You were all called to travel on the same road and in the same direction, so stay together, both outwardly and inwardly. You have one Master, one faith, one baptism, one God and Father of all, who rules over all, works through all, and is present in all. Everything you are and think and do is permeated with Oneness. -Ephesians 4:4-6
There is so much friction and division among believers, you would think we all serve different God’s. Maybe some think they do. I’ve heard professed believers communicate with each other using the phrases, ‘My God…’ or ‘Your God…’ It’s usually in defense of a particular brand of scriptural understanding and it’s never with the goal of ‘staying together.’ It’s with the goal of ‘being right.’
What if two offended brothers had to stay outcasts until they could get along? What if they had to be locked in a room together, forced to hear each other out? You may never agree, but you have to find a way to get along. To live together…
I believe that we’re not supposed to give up on each other. We’re not allowed to write one another off. You can’t scratch out a name on God’s invite list. It’s not your party. So, with that in mind, how do you propose you get along?
We all have those people who see our worst when they look at us. They twist our words and hear what they want to hear. They try to put us in the mold they’ve made for us. It’s so tempting to want to lash out, to defend ourselves, but that is not our job. We can be firm, speak plainly, practice self control, but sometimes we lose our patience and want to bite their ears off. The temptation is to belittle them.
We serve one God. We’re all on the same path and will, one day, eat at the same table, worship side by side and be eternal neighbors.
You cannot get away from your family because of the Blood that ties you together.

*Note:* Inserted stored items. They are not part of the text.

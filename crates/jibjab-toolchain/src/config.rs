//! Toolchain command templates and where to find the tools.
//!
//! Every field is optional; unset fields fall back to the defaults carried by
//! the language profiles. Templates are argument lists whose entries may
//! contain `{src}`, `{out}`, `{obj}` and `{sdk}`.
//!
//! ```toml
//! [toolchain]
//! scratch_dir = "/tmp/jibjab"
//! search_path = ["/opt/homebrew/bin"]
//!
//! [toolchain.targets.c]
//! compile = ["gcc", "-O2", "-o", "{out}", "{src}"]
//!
//! [toolchain.native]
//! sdk_query = ["xcrun", "--show-sdk-path"]
//! ```

use jibjab_languages::{TargetId, profile};
use serde::{Deserialize, Serialize};
use std::collections::BTreeMap;
use std::ffi::OsString;
use std::path::PathBuf;
use std::time::Duration;

/// Directories searched ahead of `PATH`. `~` expands to the home directory.
const DEFAULT_SEARCH_PATH: &[&str] = &[
    "/opt/homebrew/bin",
    "/usr/local/bin",
    "/usr/local/go/bin",
    "~/.cargo/bin",
];

const DEFAULT_ASSEMBLE: &[&str] = &["as", "-arch", "arm64", "-o", "{obj}", "{src}"];
const DEFAULT_LINK: &[&str] = &[
    "ld", "-o", "{out}", "{obj}", "-lSystem", "-syslibroot", "{sdk}", "-e", "_main", "-arch",
    "arm64",
];
const DEFAULT_SDK_QUERY: &[&str] = &["xcrun", "--show-sdk-path"];

const DEFAULT_POLL_INTERVAL_MS: u64 = 300;

/// Per-target template overrides.
#[derive(Debug, Clone, Default, PartialEq, Eq, Deserialize, Serialize)]
#[serde(default)]
pub struct TargetTemplates {
    pub compile: Option<Vec<String>>,
    pub run: Option<Vec<String>>,
}

/// Commands for the assemble, link, execute chain of native targets.
#[derive(Debug, Clone, Default, PartialEq, Eq, Deserialize, Serialize)]
#[serde(default)]
pub struct NativeConfig {
    pub assemble: Option<Vec<String>>,
    pub link: Option<Vec<String>>,
    pub sdk_query: Option<Vec<String>>,
}

/// `[toolchain]` section.
#[derive(Debug, Clone, Default, PartialEq, Eq, Deserialize, Serialize)]
#[serde(default)]
pub struct ToolchainConfig {
    /// Where the source and build artifacts of a run are written.
    pub scratch_dir: Option<PathBuf>,
    /// Directories prepended to `PATH` when resolving and launching tools.
    pub search_path: Option<Vec<String>>,
    pub targets: BTreeMap<TargetId, TargetTemplates>,
    pub native: NativeConfig,
}

/// `[interactive]` section.
#[derive(Debug, Clone, Default, PartialEq, Eq, Deserialize, Serialize)]
#[serde(default)]
pub struct InteractiveConfig {
    /// Quiet time after which a live program is assumed to wait for input.
    pub poll_interval_ms: Option<u64>,
}

fn owned(template: &[&str]) -> Vec<String> {
    template.iter().map(|arg| arg.to_string()).collect()
}

fn expand_home(dir: &str) -> PathBuf {
    match dir.strip_prefix("~/") {
        Some(rest) => dirs::home_dir()
            .map(|home| home.join(rest))
            .unwrap_or_else(|| PathBuf::from(dir)),
        None => PathBuf::from(dir),
    }
}

impl ToolchainConfig {
    pub fn scratch_dir(&self) -> PathBuf {
        self.scratch_dir
            .clone()
            .unwrap_or_else(|| std::env::temp_dir().join("jibjab"))
    }

    /// Configured search directories, home-expanded.
    pub fn search_dirs(&self) -> Vec<PathBuf> {
        match &self.search_path {
            Some(dirs) => dirs.iter().map(|d| expand_home(d)).collect(),
            None => DEFAULT_SEARCH_PATH.iter().map(|d| expand_home(d)).collect(),
        }
    }

    /// `PATH` for child processes: the search directories, then the inherited `PATH`.
    pub fn augmented_path(&self) -> OsString {
        let inherited = std::env::var_os("PATH").unwrap_or_default();
        let dirs = self
            .search_dirs()
            .into_iter()
            .chain(std::env::split_paths(&inherited));
        std::env::join_paths(dirs).unwrap_or(inherited)
    }

    pub fn compile_template(&self, target: TargetId) -> Option<Vec<String>> {
        match self.targets.get(&target).and_then(|t| t.compile.clone()) {
            Some(compile) => Some(compile),
            None => profile(target).toolchain.compile.map(owned),
        }
    }

    pub fn run_template(&self, target: TargetId) -> Vec<String> {
        self.targets
            .get(&target)
            .and_then(|t| t.run.clone())
            .unwrap_or_else(|| owned(profile(target).toolchain.run))
    }

    pub fn assemble_template(&self) -> Vec<String> {
        self.native
            .assemble
            .clone()
            .unwrap_or_else(|| owned(DEFAULT_ASSEMBLE))
    }

    pub fn link_template(&self) -> Vec<String> {
        self.native
            .link
            .clone()
            .unwrap_or_else(|| owned(DEFAULT_LINK))
    }

    pub fn sdk_query_template(&self) -> Vec<String> {
        self.native
            .sdk_query
            .clone()
            .unwrap_or_else(|| owned(DEFAULT_SDK_QUERY))
    }

    /// Layer `other` over `self`. Fields set in `other` win; target overrides merge per field.
    pub fn merge(self, other: Self) -> Self {
        let mut targets = self.targets;
        for (target, over) in other.targets {
            let entry = targets.entry(target).or_default();
            entry.compile = over.compile.or(entry.compile.take());
            entry.run = over.run.or(entry.run.take());
        }
        Self {
            scratch_dir: other.scratch_dir.or(self.scratch_dir),
            search_path: other.search_path.or(self.search_path),
            targets,
            native: NativeConfig {
                assemble: other.native.assemble.or(self.native.assemble),
                link: other.native.link.or(self.native.link),
                sdk_query: other.native.sdk_query.or(self.native.sdk_query),
            },
        }
    }
}

impl InteractiveConfig {
    pub fn poll_interval(&self) -> Duration {
        Duration::from_millis(self.poll_interval_ms.unwrap_or(DEFAULT_POLL_INTERVAL_MS))
    }

    pub fn merge(self, other: Self) -> Self {
        Self {
            poll_interval_ms: other.poll_interval_ms.or(self.poll_interval_ms),
        }
    }
}

#[cfg(test)]
mod tests {
    use super::*;

    #[test]
    fn profile_defaults_apply() {
        let config = ToolchainConfig::default();
        assert_eq!(
            config.compile_template(TargetId::C),
            Some(owned(&["cc", "-o", "{out}", "{src}"]))
        );
        assert_eq!(config.compile_template(TargetId::Py), None);
        assert_eq!(config.run_template(TargetId::Py), owned(&["python3", "{src}"]));
        assert_eq!(config.link_template()[0], "ld");
    }

    #[test]
    fn later_layers_override_per_field() {
        let mut global = ToolchainConfig::default();
        global.targets.insert(
            TargetId::C,
            TargetTemplates {
                compile: Some(owned(&["gcc", "-o", "{out}", "{src}"])),
                run: Some(owned(&["{out}", "--global"])),
            },
        );
        let mut project = ToolchainConfig {
            scratch_dir: Some(PathBuf::from("/tmp/project")),
            ..ToolchainConfig::default()
        };
        project.targets.insert(
            TargetId::C,
            TargetTemplates {
                compile: Some(owned(&["clang", "-o", "{out}", "{src}"])),
                run: None,
            },
        );

        let merged = global.merge(project);
        assert_eq!(merged.scratch_dir(), PathBuf::from("/tmp/project"));
        assert_eq!(merged.compile_template(TargetId::C).unwrap()[0], "clang");
        assert_eq!(merged.run_template(TargetId::C), owned(&["{out}", "--global"]));
    }

    #[test]
    fn search_path_leads_path() {
        let config = ToolchainConfig {
            search_path: Some(vec!["/opt/jj/bin".into()]),
            ..ToolchainConfig::default()
        };
        let path = config.augmented_path();
        let first = std::env::split_paths(&path).next();
        assert_eq!(first, Some(PathBuf::from("/opt/jj/bin")));
    }

    #[test]
    fn parses_toolchain_table() {
        let config: ToolchainConfig = toml::from_str(
            r#"
scratch_dir = "/tmp/jj"

[targets.c]
compile = ["gcc", "-o", "{out}", "{src}"]

[native]
sdk_query = ["xcrun", "--sdk", "macosx", "--show-sdk-path"]
"#,
        )
        .unwrap();
        assert_eq!(config.scratch_dir(), PathBuf::from("/tmp/jj"));
        assert_eq!(config.compile_template(TargetId::C).unwrap()[0], "gcc");
        assert_eq!(config.run_template(TargetId::C), owned(&["{out}"]));
        assert_eq!(config.sdk_query_template().len(), 4);
    }

    #[test]
    fn poll_interval_default() {
        assert_eq!(
            InteractiveConfig::default().poll_interval(),
            Duration::from_millis(300)
        );
    }
}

But that doesn’t mean you should all look and speak and act the same. Out of the generosity of Christ, each of us is given his own gift. -Ephesians 4:7
We’re a multi-dimensional, multi-cultural, extremely diverse family, we’re not supposed to be a freaky group of clones. With so many differences, it’s no surprise that disputes occur. In a ‘church’ of actual people, there are going to be mistakes, hurt feelings and flattened toes.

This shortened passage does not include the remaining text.